> [What you will do]:
From the entries below, report how many lines contain the string "alerts". Only the number is wanted.

> [Given information]:
Content starts

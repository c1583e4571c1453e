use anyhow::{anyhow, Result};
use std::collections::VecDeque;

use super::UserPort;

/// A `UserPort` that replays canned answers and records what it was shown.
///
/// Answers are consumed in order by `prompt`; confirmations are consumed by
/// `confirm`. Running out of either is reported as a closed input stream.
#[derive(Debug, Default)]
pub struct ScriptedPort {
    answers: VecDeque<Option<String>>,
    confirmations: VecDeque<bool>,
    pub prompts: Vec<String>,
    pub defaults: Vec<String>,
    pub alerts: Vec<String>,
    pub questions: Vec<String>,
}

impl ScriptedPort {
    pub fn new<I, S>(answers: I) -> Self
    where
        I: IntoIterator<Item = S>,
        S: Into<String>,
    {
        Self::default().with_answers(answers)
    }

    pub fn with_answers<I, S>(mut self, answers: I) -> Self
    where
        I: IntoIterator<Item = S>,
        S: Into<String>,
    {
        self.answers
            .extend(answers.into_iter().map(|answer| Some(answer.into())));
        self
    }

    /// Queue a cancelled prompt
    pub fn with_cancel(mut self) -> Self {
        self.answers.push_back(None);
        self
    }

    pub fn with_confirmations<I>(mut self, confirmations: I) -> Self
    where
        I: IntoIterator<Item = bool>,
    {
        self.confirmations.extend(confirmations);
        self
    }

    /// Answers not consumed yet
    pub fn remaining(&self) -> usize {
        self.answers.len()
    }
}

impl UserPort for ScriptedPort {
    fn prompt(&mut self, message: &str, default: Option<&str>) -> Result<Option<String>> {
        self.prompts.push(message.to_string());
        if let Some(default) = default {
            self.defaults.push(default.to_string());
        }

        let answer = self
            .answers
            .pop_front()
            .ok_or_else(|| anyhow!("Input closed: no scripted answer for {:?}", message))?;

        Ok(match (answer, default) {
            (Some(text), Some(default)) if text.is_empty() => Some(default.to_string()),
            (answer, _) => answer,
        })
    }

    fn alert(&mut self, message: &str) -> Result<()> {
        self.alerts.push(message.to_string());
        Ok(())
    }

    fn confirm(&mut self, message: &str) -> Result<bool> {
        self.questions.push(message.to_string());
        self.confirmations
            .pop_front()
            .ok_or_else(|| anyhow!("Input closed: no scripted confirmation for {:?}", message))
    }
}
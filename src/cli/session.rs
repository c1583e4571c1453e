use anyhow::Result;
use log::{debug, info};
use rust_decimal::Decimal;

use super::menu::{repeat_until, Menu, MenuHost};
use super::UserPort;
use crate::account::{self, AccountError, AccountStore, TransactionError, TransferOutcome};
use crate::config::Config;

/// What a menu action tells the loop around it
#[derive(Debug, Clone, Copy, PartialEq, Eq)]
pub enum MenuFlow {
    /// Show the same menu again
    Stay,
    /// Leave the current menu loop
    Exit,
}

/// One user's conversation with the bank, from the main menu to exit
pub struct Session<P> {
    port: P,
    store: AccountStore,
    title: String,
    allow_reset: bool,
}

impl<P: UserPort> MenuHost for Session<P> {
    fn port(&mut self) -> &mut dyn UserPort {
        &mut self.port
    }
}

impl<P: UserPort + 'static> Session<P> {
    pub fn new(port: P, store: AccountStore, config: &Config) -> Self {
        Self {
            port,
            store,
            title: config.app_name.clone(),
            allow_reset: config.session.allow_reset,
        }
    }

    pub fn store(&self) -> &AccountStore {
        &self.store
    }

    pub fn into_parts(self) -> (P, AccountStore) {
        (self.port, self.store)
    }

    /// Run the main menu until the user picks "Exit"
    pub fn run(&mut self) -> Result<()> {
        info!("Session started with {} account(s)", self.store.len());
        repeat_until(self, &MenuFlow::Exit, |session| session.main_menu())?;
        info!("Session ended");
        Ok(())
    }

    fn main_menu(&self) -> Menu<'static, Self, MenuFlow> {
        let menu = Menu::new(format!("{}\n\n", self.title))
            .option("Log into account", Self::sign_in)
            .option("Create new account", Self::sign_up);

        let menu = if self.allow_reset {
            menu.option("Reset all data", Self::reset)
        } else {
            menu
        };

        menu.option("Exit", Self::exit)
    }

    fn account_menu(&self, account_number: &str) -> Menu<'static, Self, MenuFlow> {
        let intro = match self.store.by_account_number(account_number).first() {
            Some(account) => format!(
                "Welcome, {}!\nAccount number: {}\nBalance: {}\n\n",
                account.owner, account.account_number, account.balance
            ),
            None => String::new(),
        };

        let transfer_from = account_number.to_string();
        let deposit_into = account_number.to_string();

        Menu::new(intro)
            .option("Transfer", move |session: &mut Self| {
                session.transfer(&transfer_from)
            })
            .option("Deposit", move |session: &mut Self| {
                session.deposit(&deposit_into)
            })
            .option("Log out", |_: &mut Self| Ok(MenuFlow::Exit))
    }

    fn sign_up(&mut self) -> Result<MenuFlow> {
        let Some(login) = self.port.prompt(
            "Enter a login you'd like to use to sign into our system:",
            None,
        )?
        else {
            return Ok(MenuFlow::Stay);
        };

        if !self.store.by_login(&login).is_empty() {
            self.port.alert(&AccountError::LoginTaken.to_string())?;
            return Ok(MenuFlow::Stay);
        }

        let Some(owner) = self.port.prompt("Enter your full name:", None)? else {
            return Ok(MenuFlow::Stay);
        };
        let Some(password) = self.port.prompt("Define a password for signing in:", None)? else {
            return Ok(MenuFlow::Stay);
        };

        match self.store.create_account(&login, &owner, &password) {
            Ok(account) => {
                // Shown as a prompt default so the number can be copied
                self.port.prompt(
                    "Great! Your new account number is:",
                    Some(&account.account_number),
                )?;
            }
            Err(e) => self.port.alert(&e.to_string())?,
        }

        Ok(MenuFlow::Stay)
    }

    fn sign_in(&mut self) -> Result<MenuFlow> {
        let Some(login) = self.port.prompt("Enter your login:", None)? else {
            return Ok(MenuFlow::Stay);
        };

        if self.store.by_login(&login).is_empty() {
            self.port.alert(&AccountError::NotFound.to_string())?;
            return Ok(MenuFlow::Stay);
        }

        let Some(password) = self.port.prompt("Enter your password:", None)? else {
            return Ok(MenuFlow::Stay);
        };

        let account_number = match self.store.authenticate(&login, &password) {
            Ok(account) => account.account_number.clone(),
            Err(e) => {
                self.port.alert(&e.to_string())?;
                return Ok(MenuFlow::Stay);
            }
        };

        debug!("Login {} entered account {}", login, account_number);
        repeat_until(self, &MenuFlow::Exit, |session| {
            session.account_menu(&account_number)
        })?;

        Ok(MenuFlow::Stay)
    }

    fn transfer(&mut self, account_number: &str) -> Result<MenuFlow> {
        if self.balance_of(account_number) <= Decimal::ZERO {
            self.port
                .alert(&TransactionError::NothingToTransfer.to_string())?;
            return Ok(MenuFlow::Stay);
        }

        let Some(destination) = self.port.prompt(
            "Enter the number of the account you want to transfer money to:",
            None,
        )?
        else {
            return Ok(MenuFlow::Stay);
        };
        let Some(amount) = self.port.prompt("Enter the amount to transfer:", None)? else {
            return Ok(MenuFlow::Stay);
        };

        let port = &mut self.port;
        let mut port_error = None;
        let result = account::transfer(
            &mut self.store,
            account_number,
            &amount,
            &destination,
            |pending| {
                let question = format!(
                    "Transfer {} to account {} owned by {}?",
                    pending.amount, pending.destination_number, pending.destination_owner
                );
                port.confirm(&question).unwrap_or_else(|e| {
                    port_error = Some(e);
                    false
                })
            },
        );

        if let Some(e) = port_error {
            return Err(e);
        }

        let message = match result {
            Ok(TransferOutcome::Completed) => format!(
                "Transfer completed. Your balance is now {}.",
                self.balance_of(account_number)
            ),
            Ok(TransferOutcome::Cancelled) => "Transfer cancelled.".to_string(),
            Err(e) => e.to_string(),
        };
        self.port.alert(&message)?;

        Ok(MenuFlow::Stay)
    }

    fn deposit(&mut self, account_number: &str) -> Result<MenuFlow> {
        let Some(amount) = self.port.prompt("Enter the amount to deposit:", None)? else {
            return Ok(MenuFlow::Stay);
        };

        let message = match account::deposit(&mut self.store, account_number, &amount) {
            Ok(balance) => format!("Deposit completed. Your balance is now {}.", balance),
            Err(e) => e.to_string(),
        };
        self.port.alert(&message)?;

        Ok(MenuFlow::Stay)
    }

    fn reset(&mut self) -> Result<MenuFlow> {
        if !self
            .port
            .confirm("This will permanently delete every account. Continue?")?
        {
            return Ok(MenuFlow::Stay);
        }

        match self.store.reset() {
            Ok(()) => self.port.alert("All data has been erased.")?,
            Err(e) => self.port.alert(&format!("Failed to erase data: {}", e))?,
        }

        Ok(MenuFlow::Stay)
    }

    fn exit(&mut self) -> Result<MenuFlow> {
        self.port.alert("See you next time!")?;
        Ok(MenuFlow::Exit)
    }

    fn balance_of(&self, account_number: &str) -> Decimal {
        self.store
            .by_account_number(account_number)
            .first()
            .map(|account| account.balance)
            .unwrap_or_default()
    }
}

Content ends

> [Result below]:
2